# Exercise
Please take the records that follow and repeat exactly the lines starting with the line with "1094 Appendix A." and going on through the line with "use tracing::warn;".

# Given data

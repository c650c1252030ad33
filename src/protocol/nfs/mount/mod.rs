//! MOUNT protocol version 1 implementation as specified in RFC 1094 Appendix A.
//! <https://datatracker.ietf.org/doc/html/rfc1094>
//!
//! The export policy is permissive by design: MNT hands out a handle for
//! any path under the export base without requiring it to exist. A path
//! that turns out not to exist fails later, at NFS LOOKUP or READ time,
//! which is where booting firmware actually notices.

use std::io::{Read, Write};

use num_traits::cast::FromPrimitive;
use tracing::warn;

use crate::protocol::rpc::Context;
use crate::protocol::xdr::{self, mount, Serialize};

mod mnt;
mod null;
mod umnt;

use mnt::mountproc_mnt;
use null::mountproc_null;
use umnt::mountproc_umnt;

/// Main handler for MOUNT procedures of the version 1 protocol.
///
/// # Arguments
///
/// * `xid` - RPC transaction ID from the client
/// * `call` - The RPC call body containing program, version, and procedure numbers
/// * `input` - Input stream for reading procedure arguments
/// * `output` - Output stream for writing procedure results
/// * `context` - Server context containing the export base and handle table
///
/// # Returns
///
/// * `Result<(), anyhow::Error>` - Ok(()) on success or an error
pub fn handle_mount(
    xid: u32,
    call: &xdr::rpc::call_body,
    input: &mut impl Read,
    output: &mut impl Write,
    context: &Context,
) -> Result<(), anyhow::Error> {
    if call.prog != mount::PROGRAM || call.vers != mount::VERSION {
        warn!(
            target: "rpc",
            "mountd call for prog={} vers={} (serving {}/{})",
            call.prog, call.vers, mount::PROGRAM, mount::VERSION
        );
        xdr::rpc::denied_auth_reply_message(xid).serialize(output)?;
        return Ok(());
    }
    let proc = mount::MountProcedure::from_u32(call.proc).unwrap_or(mount::MountProcedure::INVALID);

    match proc {
        mount::MountProcedure::MOUNTPROC_NULL => mountproc_null(xid, input, output)?,
        mount::MountProcedure::MOUNTPROC_MNT => mountproc_mnt(xid, input, output, context)?,
        mount::MountProcedure::MOUNTPROC_UMNT => mountproc_umnt(xid, input, output)?,
        _ => {
            xdr::rpc::denied_auth_reply_message(xid).serialize(output)?;
        }
    }
    Ok(())
}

# Answer box
//! MOUNT protocol version 1 implementation as specified in RFC 1094 Appendix A.
//! <https://datatracker.ietf.org/doc/html/rfc1094>
//!
//! The export policy is permissive by design: MNT hands out a handle for
//! any path under the export base without requiring it to exist. A path
//! that turns out not to exist fails later, at NFS LOOKUP or READ time,
//! which is where booting firmware actually notices.

use std::io::{Read, Write};

use num_traits::cast::FromPrimitive;
use tracing::warn;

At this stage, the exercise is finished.